As the WannaCry ransomware spread across 150 countries last month, the Middle East held its breath. While Saudi Telecom Co. (STC) denied that the virus had affected its systems, it was another stark reminder of cyber security risks that loom large over the region, and the GCC in particular.

After all, the GCC represents an emerging information environment with accompanying economic, social, and security promises and challenges. With cyberattacks being increasingly wielded as asymmetric weapons of war, robust and proactive cybersecurity structures will undoubtedly be an essential component for securing both regional influence and stability.

Bullets in cyberspace 

The Gulf is a lively cyber conflict zone. According to Symantec's annual Internet Security Threat Report, Saudi Arabia and the UAE are the two most targeted MENA countries for ransomware attacks – in which cyber criminals steal and encrypt files until a ransom is paid.

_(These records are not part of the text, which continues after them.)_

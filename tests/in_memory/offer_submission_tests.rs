//! In-memory integration tests for offer submission.

use rstest::rstest;
use skillmarket::{
    error::ErrorKind,
    identity::domain::{Actor, Role},
    offer::services::OfferServiceError,
    task::domain::TaskStatus,
};

use super::helpers::{Marketplace, leipzig, marketplace, offer_request};

#[rstest]
#[tokio::test(flavor = "multi_thread")]
async fn posted_task_is_geocoded_and_open(marketplace: Marketplace) {
    let client = Actor::fresh(Role::Customer);
    let task = marketplace.post_task(&client).await.expect("task posted");

    assert_eq!(task.status(), TaskStatus::Open);
    assert_eq!(task.offers_count(), 0);
    assert_eq!(task.details().location.coordinates(), Some(leipzig()));
}

#[rstest]
#[tokio::test(flavor = "multi_thread")]
async fn bid_bumps_counter_and_duplicate_is_rejected(marketplace: Marketplace) {
    let client = Actor::fresh(Role::Customer);
    let task = marketplace.post_task(&client).await.expect("task posted");
    let (provider, offer) = marketplace.bid(&task, 140).await.expect("bid placed");

    let stored = marketplace
        .tasks
        .get_task(task.id())
        .await
        .expect("task lookup");
    assert_eq!(stored.offers_count(), 1);

    let err = marketplace
        .offers
        .submit_offer(task.id(), &provider, offer_request(120))
        .await
        .expect_err("second bid from the same provider");
    assert!(matches!(err, OfferServiceError::DuplicateOffer { .. }));
    assert_eq!(err.kind(), ErrorKind::DuplicateOffer);

    let visible = marketplace
        .offers
        .list_offers_for_task(task.id(), &client)
        .await
        .expect("owner listing");
    assert_eq!(visible.iter().map(|o| o.id()).collect::<Vec<_>>(), vec![offer.id()]);
    assert_eq!(
        marketplace.sink.event_names(),
        vec!["offer.created"],
        "only the first bid is announced"
    );
}

#[rstest]
#[tokio::test(flavor = "multi_thread")]
async fn client_cannot_bid_on_own_task(marketplace: Marketplace) {
    let client = Actor::fresh(Role::Customer);
    let task = marketplace.post_task(&client).await.expect("task posted");

    let err = marketplace
        .offers
        .submit_offer(task.id(), &client, offer_request(140))
        .await
        .expect_err("self offer");
    assert!(matches!(err, OfferServiceError::SelfOffer { .. }));
    assert_eq!(err.kind(), ErrorKind::SelfOfferForbidden);
}

#[rstest]
#[tokio::test(flavor = "multi_thread")]
async fn providers_see_only_their_own_offers(marketplace: Marketplace) {
    let client = Actor::fresh(Role::Customer);
    let task = marketplace.post_task(&client).await.expect("task posted");
    let (first_provider, first) = marketplace.bid(&task, 140).await.expect("first bid");
    marketplace.bid(&task, 160).await.expect("second bid");

    let own = marketplace
        .offers
        .list_offers_for_task(task.id(), &first_provider)
        .await
        .expect("provider listing");
    assert_eq!(own.len(), 1);
    assert_eq!(own.first().map(|o| o.id()), Some(first.id()));

    let all = marketplace
        .offers
        .list_offers_for_task(task.id(), &client)
        .await
        .expect("owner listing");
    assert_eq!(all.len(), 2);
}

#[rstest]
#[tokio::test(flavor = "multi_thread")]
async fn cancelled_task_takes_no_bids(marketplace: Marketplace) {
    let client = Actor::fresh(Role::Customer);
    let task = marketplace.post_task(&client).await.expect("task posted");
    marketplace
        .tasks
        .update_status(task.id(), TaskStatus::Cancelled, &client)
        .await
        .expect("client cancels");

    let err = marketplace
        .bid(&task, 140)
        .await
        .expect_err("bid on cancelled task");
    let service_err = err
        .downcast_ref::<OfferServiceError>()
        .expect("offer service error");
    assert_eq!(service_err.kind(), ErrorKind::TaskNotOpen);
}
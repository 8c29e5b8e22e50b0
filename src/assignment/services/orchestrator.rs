//! Offer acceptance orchestration.

use crate::{
    assignment::{
        domain::{Acceptance, AssignmentDomainError},
        ports::{AssignmentStore, AssignmentStoreError},
    },
    booking::ports::BookingRepositoryError,
    error::ErrorKind,
    identity::domain::{Actor, UserId},
    notification::{DomainEvent, emit_best_effort, ports::NotificationSink},
    offer::{
        domain::{Offer, OfferId, OfferStatus},
        ports::{OfferRepository, OfferRepositoryError},
    },
    task::{
        domain::{TaskId, TaskStatus},
        ports::{TaskRepository, TaskRepositoryError},
    },
};
use mockable::Clock;
use std::sync::Arc;
use thiserror::Error;

/// Errors returned by [`AssignmentService::accept_offer`].
#[derive(Debug, Error)]
pub enum AssignmentError {
    /// The task does not exist.
    #[error("task not found: {0}")]
    TaskNotFound(TaskId),

    /// The offer does not exist or targets another task.
    #[error("offer {offer_id} not found on task {task_id}")]
    OfferNotFound {
        /// Task named by the caller.
        task_id: TaskId,
        /// Offer named by the caller.
        offer_id: OfferId,
    },

    /// Only the task owner may accept offers.
    #[error("user {actor} does not own task {task_id}")]
    Forbidden {
        /// Targeted task.
        task_id: TaskId,
        /// Rejected actor.
        actor: UserId,
    },

    /// The task is no longer open.
    #[error("task {task_id} is {status}, not open")]
    TaskNotOpen {
        /// Targeted task.
        task_id: TaskId,
        /// Status observed when the request was rejected.
        status: TaskStatus,
    },

    /// The offer was already accepted or declined.
    #[error("offer {offer_id} is already {status}")]
    OfferAlreadyDecided {
        /// Targeted offer.
        offer_id: OfferId,
        /// Status observed when the request was rejected.
        status: OfferStatus,
    },

    /// An aggregate rule refused the acceptance.
    #[error(transparent)]
    Domain(#[from] AssignmentDomainError),

    /// Task lookup failed.
    #[error(transparent)]
    TaskRepository(#[from] TaskRepositoryError),

    /// Offer lookup failed.
    #[error(transparent)]
    OfferRepository(#[from] OfferRepositoryError),

    /// The commit failed and nothing was written.
    #[error(transparent)]
    Store(AssignmentStoreError),
}

impl AssignmentError {
    /// Classifies the failure.
    #[must_use]
    pub const fn kind(&self) -> ErrorKind {
        match self {
            Self::TaskNotFound(_)
            | Self::OfferNotFound { .. }
            | Self::Domain(AssignmentDomainError::OfferTaskMismatch { .. })
            | Self::TaskRepository(TaskRepositoryError::NotFound(_))
            | Self::OfferRepository(OfferRepositoryError::NotFound(_)) => ErrorKind::NotFound,
            Self::Forbidden { .. } => ErrorKind::Forbidden,
            Self::TaskNotOpen { .. } => ErrorKind::TaskNotOpen,
            Self::OfferAlreadyDecided { .. } => ErrorKind::OfferAlreadyDecided,
            Self::TaskRepository(TaskRepositoryError::Persistence(_))
            | Self::OfferRepository(OfferRepositoryError::Persistence(_))
            | Self::Store(
                AssignmentStoreError::Persistence(_)
                | AssignmentStoreError::Task(TaskRepositoryError::Persistence(_))
                | AssignmentStoreError::Offer(OfferRepositoryError::Persistence(_))
                | AssignmentStoreError::Booking(BookingRepositoryError::Persistence(_)),
            ) => ErrorKind::Unavailable,
            Self::Domain(_) | Self::TaskRepository(_) | Self::OfferRepository(_) | Self::Store(_) => {
                ErrorKind::Conflict
            }
        }
    }

    /// Translates a failed commit into the error the losing caller sees.
    ///
    /// A lost task write means another acceptance won the race; a lost offer
    /// write means the offer was decided meanwhile.
    fn from_commit(err: AssignmentStoreError) -> Self {
        match err {
            AssignmentStoreError::Task(TaskRepositoryError::StatusConflict {
                task_id,
                actual,
                ..
            }) => Self::TaskNotOpen {
                task_id,
                status: actual,
            },
            AssignmentStoreError::Offer(OfferRepositoryError::StatusConflict {
                offer_id,
                actual,
                ..
            }) => Self::OfferAlreadyDecided {
                offer_id,
                status: actual,
            },
            other => Self::Store(other),
        }
    }
}

/// Result type for assignment operations.
pub type AssignmentResult<T> = Result<T, AssignmentError>;

/// The Assignment Orchestrator.
#[derive(Clone)]
pub struct AssignmentService<T, O, A, C>
where
    T: TaskRepository,
    O: OfferRepository,
    A: AssignmentStore,
    C: Clock + Send + Sync,
{
    tasks: Arc<T>,
    offers: Arc<O>,
    store: Arc<A>,
    notifications: Arc<dyn NotificationSink>,
    clock: Arc<C>,
}

impl<T, O, A, C> AssignmentService<T, O, A, C>
where
    T: TaskRepository,
    O: OfferRepository,
    A: AssignmentStore,
    C: Clock + Send + Sync,
{
    /// Creates an assignment service.
    #[must_use]
    pub fn new(
        tasks: Arc<T>,
        offers: Arc<O>,
        store: Arc<A>,
        notifications: Arc<dyn NotificationSink>,
        clock: Arc<C>,
    ) -> Self {
        Self {
            tasks,
            offers,
            store,
            notifications,
            clock,
        }
    }

    /// Accepts `offer_id` on behalf of the owner of `task_id`.
    ///
    /// Preconditions are checked in order and the first failure wins: the
    /// task exists, `actor` owns it, the offer exists on it, the task is
    /// open, and the offer is still sent. The assigned task, accepted offer
    /// and confirmed booking are then committed as one unit. Other offers on
    /// the task stay `sent`.
    ///
    /// Of two concurrent acceptances on the same task exactly one commits;
    /// the other gets [`AssignmentError::TaskNotOpen`].
    ///
    /// # Errors
    ///
    /// Returns the first failed precondition, or the commit failure mapped
    /// through the race rules above. Nothing is written on error.
    pub async fn accept_offer(
        &self,
        task_id: TaskId,
        offer_id: OfferId,
        actor: &Actor,
    ) -> AssignmentResult<Acceptance> {
        let task = self
            .tasks
            .find_by_id(task_id)
            .await?
            .ok_or(AssignmentError::TaskNotFound(task_id))?;
        if !task.is_owned_by(actor.id()) {
            tracing::debug!(task_id = %task_id, actor = %actor.id(), "acceptance by non-owner");
            return Err(AssignmentError::Forbidden {
                task_id,
                actor: actor.id(),
            });
        }
        let offer = self.load_offer(task_id, offer_id).await?;
        if task.status() != TaskStatus::Open {
            tracing::debug!(task_id = %task_id, status = %task.status(), "acceptance on closed task");
            return Err(AssignmentError::TaskNotOpen {
                task_id,
                status: task.status(),
            });
        }
        if offer.status() != OfferStatus::Sent {
            tracing::debug!(offer_id = %offer_id, status = %offer.status(), "offer already decided");
            return Err(AssignmentError::OfferAlreadyDecided {
                offer_id,
                status: offer.status(),
            });
        }

        let acceptance = Acceptance::prepare(task, offer, &*self.clock)?;
        self.store.commit(&acceptance).await.map_err(|err| {
            tracing::debug!(task_id = %task_id, offer_id = %offer_id, error = %err, "acceptance commit lost");
            AssignmentError::from_commit(err)
        })?;

        let booking = acceptance.booking();
        tracing::info!(
            task_id = %task_id,
            offer_id = %offer_id,
            provider = %booking.provider(),
            booking_id = %booking.id(),
            "offer accepted"
        );
        emit_best_effort(
            self.notifications.as_ref(),
            DomainEvent::TaskAssigned {
                task_id,
                offer_id,
                client: booking.customer(),
                provider: booking.provider(),
                booking_id: booking.id(),
            },
        )
        .await;
        emit_best_effort(
            self.notifications.as_ref(),
            DomainEvent::BookingCreated {
                booking_id: booking.id(),
                customer: booking.customer(),
                provider: booking.provider(),
                total_price: booking.total_price(),
            },
        )
        .await;
        Ok(acceptance)
    }

    async fn load_offer(&self, task_id: TaskId, offer_id: OfferId) -> AssignmentResult<Offer> {
        self.offers
            .find_by_id(offer_id)
            .await?
            .filter(|offer| offer.task_id() == task_id)
            .ok_or(AssignmentError::OfferNotFound { task_id, offer_id })
    }
}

Consequently, in 2016 the global average ransom spiked 266 percent with criminals demanding an average of $1,077 per victim, up from $294 as reported for the previous year.
Cybersecurity has to be envisioned as an end-to-end challenge necessitating an end-to-end response.
The report identifies resurgence in sabotage attacks during 2016, notably the reemergence of the Shamoon disk-wiping malware after a five-year absence. First used in attacks against Saudi Aramco and Qatar's RasGas in 2012, a new variant was used against targets in the kingdom in November 2016 and January 2017, infecting networks in at least 22 organisations.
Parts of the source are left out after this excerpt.